[Entries taken from a collection]
----------------

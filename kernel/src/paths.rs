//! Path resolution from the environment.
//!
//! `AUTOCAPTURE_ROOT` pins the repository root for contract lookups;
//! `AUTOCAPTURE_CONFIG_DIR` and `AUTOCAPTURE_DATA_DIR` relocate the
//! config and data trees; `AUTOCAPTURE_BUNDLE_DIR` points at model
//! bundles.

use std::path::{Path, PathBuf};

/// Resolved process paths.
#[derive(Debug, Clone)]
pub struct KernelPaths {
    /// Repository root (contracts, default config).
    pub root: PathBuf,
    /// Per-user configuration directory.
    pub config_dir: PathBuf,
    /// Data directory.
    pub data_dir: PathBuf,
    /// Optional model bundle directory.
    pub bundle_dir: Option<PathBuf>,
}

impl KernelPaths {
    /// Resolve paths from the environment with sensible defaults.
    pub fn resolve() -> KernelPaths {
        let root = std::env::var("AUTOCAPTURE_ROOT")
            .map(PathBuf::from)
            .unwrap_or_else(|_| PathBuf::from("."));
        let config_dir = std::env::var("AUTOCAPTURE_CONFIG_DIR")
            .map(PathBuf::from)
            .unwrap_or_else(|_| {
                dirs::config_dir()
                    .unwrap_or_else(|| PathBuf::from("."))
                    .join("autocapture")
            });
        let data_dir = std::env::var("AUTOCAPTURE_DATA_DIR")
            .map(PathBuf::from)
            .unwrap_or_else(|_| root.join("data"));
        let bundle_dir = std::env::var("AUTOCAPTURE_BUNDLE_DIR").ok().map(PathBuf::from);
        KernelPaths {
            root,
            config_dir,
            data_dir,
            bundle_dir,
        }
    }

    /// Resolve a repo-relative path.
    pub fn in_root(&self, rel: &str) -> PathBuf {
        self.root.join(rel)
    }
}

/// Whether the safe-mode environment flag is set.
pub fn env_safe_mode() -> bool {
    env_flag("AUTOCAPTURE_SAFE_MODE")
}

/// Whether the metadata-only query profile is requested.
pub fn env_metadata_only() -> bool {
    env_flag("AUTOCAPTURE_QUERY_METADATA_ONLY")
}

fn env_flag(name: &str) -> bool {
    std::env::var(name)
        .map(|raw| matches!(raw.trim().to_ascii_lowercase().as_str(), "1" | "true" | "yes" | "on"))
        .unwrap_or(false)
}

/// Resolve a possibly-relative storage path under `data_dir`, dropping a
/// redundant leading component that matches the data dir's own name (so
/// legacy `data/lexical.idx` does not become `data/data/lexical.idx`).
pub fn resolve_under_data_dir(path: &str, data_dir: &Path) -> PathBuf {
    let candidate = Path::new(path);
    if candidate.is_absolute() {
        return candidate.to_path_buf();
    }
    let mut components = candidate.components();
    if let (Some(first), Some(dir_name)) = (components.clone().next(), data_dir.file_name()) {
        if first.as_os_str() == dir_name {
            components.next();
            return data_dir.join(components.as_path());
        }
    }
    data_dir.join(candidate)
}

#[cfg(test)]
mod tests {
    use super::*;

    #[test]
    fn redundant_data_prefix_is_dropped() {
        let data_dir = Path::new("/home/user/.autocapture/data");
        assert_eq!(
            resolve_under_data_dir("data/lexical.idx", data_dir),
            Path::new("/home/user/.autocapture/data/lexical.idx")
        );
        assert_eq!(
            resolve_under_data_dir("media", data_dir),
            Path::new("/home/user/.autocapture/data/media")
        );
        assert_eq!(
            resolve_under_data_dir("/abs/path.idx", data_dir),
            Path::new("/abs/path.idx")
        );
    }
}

----------------

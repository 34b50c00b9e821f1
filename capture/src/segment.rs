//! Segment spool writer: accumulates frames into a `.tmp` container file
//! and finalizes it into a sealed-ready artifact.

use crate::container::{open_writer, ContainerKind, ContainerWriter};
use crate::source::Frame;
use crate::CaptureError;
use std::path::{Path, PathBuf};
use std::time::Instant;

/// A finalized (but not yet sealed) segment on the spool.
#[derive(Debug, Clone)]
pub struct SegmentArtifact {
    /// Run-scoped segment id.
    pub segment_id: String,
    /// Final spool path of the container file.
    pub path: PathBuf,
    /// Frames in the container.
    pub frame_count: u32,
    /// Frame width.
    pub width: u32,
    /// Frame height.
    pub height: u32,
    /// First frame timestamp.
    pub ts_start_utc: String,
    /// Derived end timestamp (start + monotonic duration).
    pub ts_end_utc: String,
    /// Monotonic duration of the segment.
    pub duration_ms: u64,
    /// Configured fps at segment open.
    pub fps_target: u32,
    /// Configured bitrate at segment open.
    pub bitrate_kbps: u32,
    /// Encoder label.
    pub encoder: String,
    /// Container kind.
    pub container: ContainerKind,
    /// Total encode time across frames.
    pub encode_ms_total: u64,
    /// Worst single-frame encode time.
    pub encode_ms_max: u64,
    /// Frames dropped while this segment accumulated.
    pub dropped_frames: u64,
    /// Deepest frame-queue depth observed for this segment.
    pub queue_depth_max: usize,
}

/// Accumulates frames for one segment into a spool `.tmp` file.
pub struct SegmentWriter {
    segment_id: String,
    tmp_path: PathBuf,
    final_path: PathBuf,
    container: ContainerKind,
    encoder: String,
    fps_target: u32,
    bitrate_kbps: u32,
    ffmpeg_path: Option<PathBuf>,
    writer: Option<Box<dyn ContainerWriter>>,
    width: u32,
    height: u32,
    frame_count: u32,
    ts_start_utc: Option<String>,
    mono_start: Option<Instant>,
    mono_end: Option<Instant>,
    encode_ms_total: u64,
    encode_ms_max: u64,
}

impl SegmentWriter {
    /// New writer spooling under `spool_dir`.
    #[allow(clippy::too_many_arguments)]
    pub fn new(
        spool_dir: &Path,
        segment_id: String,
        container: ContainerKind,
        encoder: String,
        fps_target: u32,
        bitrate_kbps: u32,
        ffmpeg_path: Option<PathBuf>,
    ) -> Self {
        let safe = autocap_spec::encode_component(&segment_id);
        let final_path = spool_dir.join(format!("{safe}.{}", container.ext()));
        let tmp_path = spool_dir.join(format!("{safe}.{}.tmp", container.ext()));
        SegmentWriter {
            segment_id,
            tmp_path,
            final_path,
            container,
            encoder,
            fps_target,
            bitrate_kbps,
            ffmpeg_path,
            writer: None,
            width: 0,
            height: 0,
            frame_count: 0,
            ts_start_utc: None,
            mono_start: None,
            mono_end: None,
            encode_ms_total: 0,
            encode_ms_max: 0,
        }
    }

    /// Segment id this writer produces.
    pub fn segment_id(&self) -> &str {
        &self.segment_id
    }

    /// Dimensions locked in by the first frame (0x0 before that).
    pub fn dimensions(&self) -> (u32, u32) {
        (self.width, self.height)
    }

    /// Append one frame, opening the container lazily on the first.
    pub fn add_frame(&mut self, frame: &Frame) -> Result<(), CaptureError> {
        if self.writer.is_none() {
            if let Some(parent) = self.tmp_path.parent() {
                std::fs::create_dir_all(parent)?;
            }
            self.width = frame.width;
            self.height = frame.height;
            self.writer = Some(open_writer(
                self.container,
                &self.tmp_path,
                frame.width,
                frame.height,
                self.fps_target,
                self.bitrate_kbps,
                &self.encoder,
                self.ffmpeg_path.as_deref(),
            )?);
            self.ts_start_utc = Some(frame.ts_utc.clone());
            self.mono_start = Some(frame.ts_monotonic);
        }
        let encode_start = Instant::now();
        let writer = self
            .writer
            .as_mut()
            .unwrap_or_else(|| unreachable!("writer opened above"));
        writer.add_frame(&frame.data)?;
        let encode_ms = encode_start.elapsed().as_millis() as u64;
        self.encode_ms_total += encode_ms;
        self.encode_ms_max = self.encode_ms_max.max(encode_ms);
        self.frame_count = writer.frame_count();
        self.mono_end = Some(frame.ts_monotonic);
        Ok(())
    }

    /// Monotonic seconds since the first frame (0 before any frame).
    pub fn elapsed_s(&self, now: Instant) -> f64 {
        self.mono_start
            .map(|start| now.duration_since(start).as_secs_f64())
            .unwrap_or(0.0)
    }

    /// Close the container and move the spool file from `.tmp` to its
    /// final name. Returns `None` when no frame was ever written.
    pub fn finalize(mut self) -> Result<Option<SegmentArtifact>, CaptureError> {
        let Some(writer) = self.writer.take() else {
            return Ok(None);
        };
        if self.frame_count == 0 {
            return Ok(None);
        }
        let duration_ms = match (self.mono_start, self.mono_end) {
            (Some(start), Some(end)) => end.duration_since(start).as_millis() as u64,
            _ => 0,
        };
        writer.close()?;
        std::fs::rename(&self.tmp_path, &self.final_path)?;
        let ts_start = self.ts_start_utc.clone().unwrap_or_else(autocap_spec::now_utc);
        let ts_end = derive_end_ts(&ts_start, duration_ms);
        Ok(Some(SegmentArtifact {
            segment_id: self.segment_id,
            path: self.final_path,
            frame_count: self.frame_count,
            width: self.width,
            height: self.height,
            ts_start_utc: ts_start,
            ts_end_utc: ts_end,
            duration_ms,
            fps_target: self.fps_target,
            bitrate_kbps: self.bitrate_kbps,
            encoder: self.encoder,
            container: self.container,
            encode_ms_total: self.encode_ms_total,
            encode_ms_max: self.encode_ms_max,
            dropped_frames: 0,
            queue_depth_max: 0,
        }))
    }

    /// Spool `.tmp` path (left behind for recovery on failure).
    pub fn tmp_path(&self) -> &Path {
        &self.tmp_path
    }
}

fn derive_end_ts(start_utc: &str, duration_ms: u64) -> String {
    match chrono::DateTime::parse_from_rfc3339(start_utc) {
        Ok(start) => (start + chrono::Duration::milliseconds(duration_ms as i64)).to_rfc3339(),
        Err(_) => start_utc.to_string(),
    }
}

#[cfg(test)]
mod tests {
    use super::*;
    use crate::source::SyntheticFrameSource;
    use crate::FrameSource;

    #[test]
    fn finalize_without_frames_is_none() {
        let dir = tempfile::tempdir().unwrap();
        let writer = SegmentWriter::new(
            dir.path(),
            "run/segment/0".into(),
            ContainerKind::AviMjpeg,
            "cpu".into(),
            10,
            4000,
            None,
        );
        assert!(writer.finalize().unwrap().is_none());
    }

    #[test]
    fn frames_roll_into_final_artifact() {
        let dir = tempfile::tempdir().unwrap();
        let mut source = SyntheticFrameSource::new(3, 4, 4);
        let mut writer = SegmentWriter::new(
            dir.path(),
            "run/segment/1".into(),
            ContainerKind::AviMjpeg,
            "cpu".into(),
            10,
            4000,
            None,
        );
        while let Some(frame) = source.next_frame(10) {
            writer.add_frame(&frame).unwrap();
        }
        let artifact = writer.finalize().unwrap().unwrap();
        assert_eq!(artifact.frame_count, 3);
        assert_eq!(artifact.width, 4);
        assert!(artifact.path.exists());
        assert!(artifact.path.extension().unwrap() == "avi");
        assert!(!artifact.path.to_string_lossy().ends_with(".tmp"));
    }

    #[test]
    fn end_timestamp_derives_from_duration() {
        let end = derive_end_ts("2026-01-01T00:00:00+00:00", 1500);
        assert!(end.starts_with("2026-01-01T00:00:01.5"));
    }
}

----------------

● **ACTION ITEM**
Identify the lines above that contain the word "SegmentArtifact", then copy them.

● **REPLY TO THE TASK**
pub struct SegmentArtifact {
    pub fn finalize(mut self) -> Result<Option<SegmentArtifact>, CaptureError> {
        Ok(Some(SegmentArtifact {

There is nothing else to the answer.